Module to print out terms for logging.

Description

Module to print out terms for logging. Limits by length rather than depth.

The resulting string may be slightly larger than the limit; the intention is to provide predictable CPU and memory consumption for formatting terms, not produce precise string lengths.

Typical use:

trunc_io:print(Term, 500).

Source license: Erlang Public License.

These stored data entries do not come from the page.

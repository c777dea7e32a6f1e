use std::collections::BTreeMap;
use std::fmt;
use std::str::FromStr;

use chrono::NaiveDate;

use crate::data::model::{Dataset, DateRange, period_to_x};
use crate::error::{DashError, DashResult};

/// Number of equal-width bins in a histogram.
pub const HISTOGRAM_BINS: usize = 20;

// ---------------------------------------------------------------------------
// ChartKind – the visual encoding selected per panel
// ---------------------------------------------------------------------------

#[derive(Debug, Clone, Copy, PartialEq, Eq, Hash)]
pub enum ChartKind {
    Line,
    Bar,
    Bubble,
    Area,
    Histogram,
    BoxPlot,
}

impl ChartKind {
    pub const ALL: [ChartKind; 6] = [
        ChartKind::Line,
        ChartKind::Bar,
        ChartKind::Bubble,
        ChartKind::Area,
        ChartKind::Histogram,
        ChartKind::BoxPlot,
    ];

    /// Name shown in dropdowns and chart titles.
    pub fn name(self) -> &'static str {
        match self {
            ChartKind::Line => "Line",
            ChartKind::Bar => "Bar",
            ChartKind::Bubble => "Bubble",
            ChartKind::Area => "Area",
            ChartKind::Histogram => "Histogram",
            ChartKind::BoxPlot => "Box",
        }
    }

    fn title_stem(self) -> &'static str {
        match self {
            ChartKind::Histogram => "Unemployment Rate Histogram",
            ChartKind::BoxPlot => "Unemployment Rate Box Plot",
            _ => "Unemployment Rate Over Time",
        }
    }

    /// Deterministic chart title for a method label.
    pub fn title(self, label: &str) -> String {
        format!("{} ({label} - {})", self.title_stem(), self.name())
    }
}

impl fmt::Display for ChartKind {
    fn fmt(&self, f: &mut fmt::Formatter<'_>) -> fmt::Result {
        f.write_str(self.name())
    }
}

impl FromStr for ChartKind {
    type Err = DashError;

    fn from_str(s: &str) -> Result<Self, Self::Err> {
        let wanted = s.trim();
        if wanted.eq_ignore_ascii_case("boxplot") || wanted.eq_ignore_ascii_case("box plot") {
            return Ok(ChartKind::BoxPlot);
        }
        ChartKind::ALL
            .into_iter()
            .find(|k| wanted.eq_ignore_ascii_case(k.name()))
            .ok_or_else(|| DashError::InvalidChartKind(s.to_string()))
    }
}

// ---------------------------------------------------------------------------
// Chart – a renderable value, independent of any UI toolkit
// ---------------------------------------------------------------------------

#[derive(Debug, Clone, PartialEq)]
pub struct HistogramBin {
    pub start: f64,
    pub end: f64,
    pub count: usize,
}

impl HistogramBin {
    pub fn center(&self) -> f64 {
        (self.start + self.end) / 2.0
    }

    pub fn width(&self) -> f64 {
        self.end - self.start
    }
}

/// Five-number summary of the rates sharing one period.
#[derive(Debug, Clone, PartialEq)]
pub struct BoxSummary {
    pub x: f64,
    pub lower_whisker: f64,
    pub q1: f64,
    pub median: f64,
    pub q3: f64,
    pub upper_whisker: f64,
    pub outliers: Vec<f64>,
}

#[derive(Debug, Clone, PartialEq)]
pub enum Geometry {
    /// Connected runs of `[x, y]`; a missing value starts a new run.
    Line { segments: Vec<Vec<[f64; 2]>> },
    /// Like `Line`, filled down to zero.
    Area { segments: Vec<Vec<[f64; 2]>> },
    Bar { bars: Vec<[f64; 2]> },
    /// Markers whose size is the rate itself.
    Bubble { points: Vec<[f64; 2]>, sizes: Vec<f64> },
    Histogram { bins: Vec<HistogramBin> },
    BoxPlot { boxes: Vec<BoxSummary> },
}

#[derive(Debug, Clone, PartialEq)]
pub struct Chart {
    pub kind: ChartKind,
    pub label: String,
    pub title: String,
    pub x_label: &'static str,
    pub y_label: &'static str,
    /// Period span of the rows the chart was built from.
    pub span: Option<DateRange>,
    pub geometry: Geometry,
}

// ---------------------------------------------------------------------------
// Figure builder
// ---------------------------------------------------------------------------

/// Build one chart of `kind` over `table`, titled with the method `label`.
pub fn build(kind: ChartKind, table: &Dataset, label: &str) -> DashResult<Chart> {
    let (x_label, y_label) = match kind {
        ChartKind::Histogram => ("Unemployment Rate", "count"),
        _ => ("Year", "Unemployment Rate"),
    };

    let geometry = match kind {
        ChartKind::Line => Geometry::Line {
            segments: segments(table),
        },
        ChartKind::Area => Geometry::Area {
            segments: segments(table),
        },
        ChartKind::Bar => Geometry::Bar {
            bars: known_points(table),
        },
        ChartKind::Bubble => {
            let points = known_points(table);
            let sizes = points.iter().map(|p| p[1]).collect();
            Geometry::Bubble { points, sizes }
        }
        ChartKind::Histogram => {
            let values: Vec<f64> = table.rows.iter().filter_map(|r| r.rate).collect();
            Geometry::Histogram {
                bins: histogram(&values, HISTOGRAM_BINS),
            }
        }
        ChartKind::BoxPlot => Geometry::BoxPlot {
            boxes: box_summaries(table),
        },
    };

    Ok(Chart {
        kind,
        label: label.to_string(),
        title: kind.title(label),
        x_label,
        y_label,
        span: table.span(),
        geometry,
    })
}

/// Same as [`build`] but with the kind given by name.
pub fn build_named(kind: &str, table: &Dataset, label: &str) -> DashResult<Chart> {
    build(kind.parse()?, table, label)
}

fn known_points(table: &Dataset) -> Vec<[f64; 2]> {
    table
        .rows
        .iter()
        .filter_map(|r| r.rate.map(|y| [period_to_x(r.period), y]))
        .collect()
}

fn segments(table: &Dataset) -> Vec<Vec<[f64; 2]>> {
    let mut out = Vec::new();
    let mut current = Vec::new();
    for row in &table.rows {
        match row.rate {
            Some(y) => current.push([period_to_x(row.period), y]),
            None if !current.is_empty() => out.push(std::mem::take(&mut current)),
            None => {}
        }
    }
    if !current.is_empty() {
        out.push(current);
    }
    out
}

/// Equal-width histogram over `values` with exactly `n_bins` bins.
pub fn histogram(values: &[f64], n_bins: usize) -> Vec<HistogramBin> {
    if values.is_empty() || n_bins == 0 {
        return Vec::new();
    }
    let min = values.iter().copied().fold(f64::INFINITY, f64::min);
    let max = values.iter().copied().fold(f64::NEG_INFINITY, f64::max);
    let (lo, width) = if (max - min).abs() < f64::EPSILON {
        (min - 0.5, 1.0 / n_bins as f64)
    } else {
        (min, (max - min) / n_bins as f64)
    };

    let mut counts = vec![0usize; n_bins];
    for &v in values {
        let idx = ((v - lo) / width).floor() as usize;
        counts[idx.min(n_bins - 1)] += 1;
    }
    counts
        .into_iter()
        .enumerate()
        .map(|(i, count)| HistogramBin {
            start: lo + i as f64 * width,
            end: lo + (i + 1) as f64 * width,
            count,
        })
        .collect()
}

fn box_summaries(table: &Dataset) -> Vec<BoxSummary> {
    let mut groups: BTreeMap<NaiveDate, Vec<f64>> = BTreeMap::new();
    for row in &table.rows {
        if let Some(rate) = row.rate {
            groups.entry(row.period).or_default().push(rate);
        }
    }
    groups
        .into_iter()
        .map(|(period, mut values)| {
            values.sort_by(f64::total_cmp);
            summarize(period_to_x(period), &values)
        })
        .collect()
}

/// Linear-interpolated quantile of an ascending, non-empty slice.
fn quantile(sorted: &[f64], q: f64) -> f64 {
    let pos = q * (sorted.len() - 1) as f64;
    let lo = pos.floor() as usize;
    let hi = pos.ceil() as usize;
    sorted[lo] + (sorted[hi] - sorted[lo]) * (pos - lo as f64)
}

fn summarize(x: f64, sorted: &[f64]) -> BoxSummary {
    let q1 = quantile(sorted, 0.25);
    let median = quantile(sorted, 0.5);
    let q3 = quantile(sorted, 0.75);
    let fence = 1.5 * (q3 - q1);
    let inside = |v: &&f64| **v >= q1 - fence && **v <= q3 + fence;
    let lower_whisker = sorted.iter().find(inside).copied().unwrap_or(q1);
    let upper_whisker = sorted.iter().rev().find(inside).copied().unwrap_or(q3);
    let outliers = sorted.iter().filter(|v| !inside(v)).copied().collect();
    BoxSummary {
        x,
        lower_whisker,
        q1,
        median,
        q3,
        upper_whisker,
        outliers,
    }
}
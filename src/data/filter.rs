use super::model::{Dataset, DateRange};
use crate::error::{DashError, DashResult};

// ---------------------------------------------------------------------------
// Date-range filter
// ---------------------------------------------------------------------------

/// Return a private copy of the rows whose period lies in `range` (inclusive).
///
/// Fails with [`DashError::DateRangeEmpty`] when `start > end` or when no
/// row falls inside the range.
pub fn filter_range(dataset: &Dataset, range: &DateRange) -> DashResult<Dataset> {
    let empty = || DashError::DateRangeEmpty {
        start: range.start,
        end: range.end,
    };
    if range.start > range.end {
        return Err(empty());
    }
    let rows: Vec<_> = dataset
        .rows
        .iter()
        .filter(|row| range.contains(row.period))
        .copied()
        .collect();
    if rows.is_empty() {
        return Err(empty());
    }
    Ok(Dataset::from_rows(rows))
}

#[cfg(test)]
mod tests {
    use chrono::{Datelike, NaiveDate};

    use super::*;
    use crate::data::model::Observation;

    fn year(y: i32) -> NaiveDate {
        NaiveDate::from_ymd_opt(y, 1, 1).unwrap()
    }

    fn yearly(from: i32, to: i32) -> Dataset {
        Dataset::from_rows(
            (from..=to)
                .map(|y| Observation::new(year(y), Some(4.0 + (y % 7) as f64)))
                .collect(),
        )
    }

    #[test]
    fn range_is_inclusive_on_both_ends() {
        let ds = yearly(2000, 2020);
        let out = filter_range(&ds, &DateRange::new(year(2005), year(2008))).unwrap();
        let years: Vec<i32> = out.rows.iter().map(|r| r.period.year()).collect();
        assert_eq!(years, vec![2005, 2006, 2007, 2008]);
    }

    #[test]
    fn narrowing_never_adds_rows() {
        let ds = yearly(2000, 2020);
        let mut previous = usize::MAX;
        for shrink in 0..=10 {
            let range = DateRange::new(year(2000 + shrink), year(2020 - shrink));
            let n = filter_range(&ds, &range).unwrap().len();
            assert!(n <= previous, "{n} rows after narrowing to {range}");
            previous = n;
        }
        assert_eq!(previous, 1);
    }

    #[test]
    fn inverted_or_vacant_range_is_an_error() {
        let ds = yearly(2000, 2010);
        let inverted = DateRange::new(year(2008), year(2002));
        assert!(matches!(
            filter_range(&ds, &inverted),
            Err(DashError::DateRangeEmpty { .. })
        ));

        let mid_year = DateRange::new(
            NaiveDate::from_ymd_opt(2003, 2, 1).unwrap(),
            NaiveDate::from_ymd_opt(2003, 12, 1).unwrap(),
        );
        assert!(matches!(
            filter_range(&ds, &mid_year),
            Err(DashError::DateRangeEmpty { .. })
        ));
    }
}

Original author: Matthias Lang, matthias@corelatus.se

Various changes to this module, most notably the format/3 implementation were added by Andrew Thompson <andrew@basho.com>. The module has been renamed to avoid conflicts with the vanilla module.

Data Types

option()

option() = {depth, integer()} | {lists_as_strings, boolean()} | {force_strings, boolean()}

options()

options() = [option()]

Function Index

format/3
format/4
fprint/2Returns an flattened list containing the ASCII representation of the given term.
fprint/3Returns an flattened list containing the ASCII representation of the given term.
perf/0
perf/3
perf1/0
print/2Returns {List, Length}.
print/3Returns {List, Length}.
safe/2Same as print, but never crashes.
test/0
test/2

Function Details

format/3

format(Fmt, Args, Max) -> any()

format/4

format(Fmt, Args, Max, Options) -> any()

fprint/2

fprint(Term::term(), Max::pos_integer()) -> string()

Returns an flattened list containing the ASCII representation of the given term.

fprint/3

fprint(T::term(), Max::pos_integer(), Options::options()) -> string()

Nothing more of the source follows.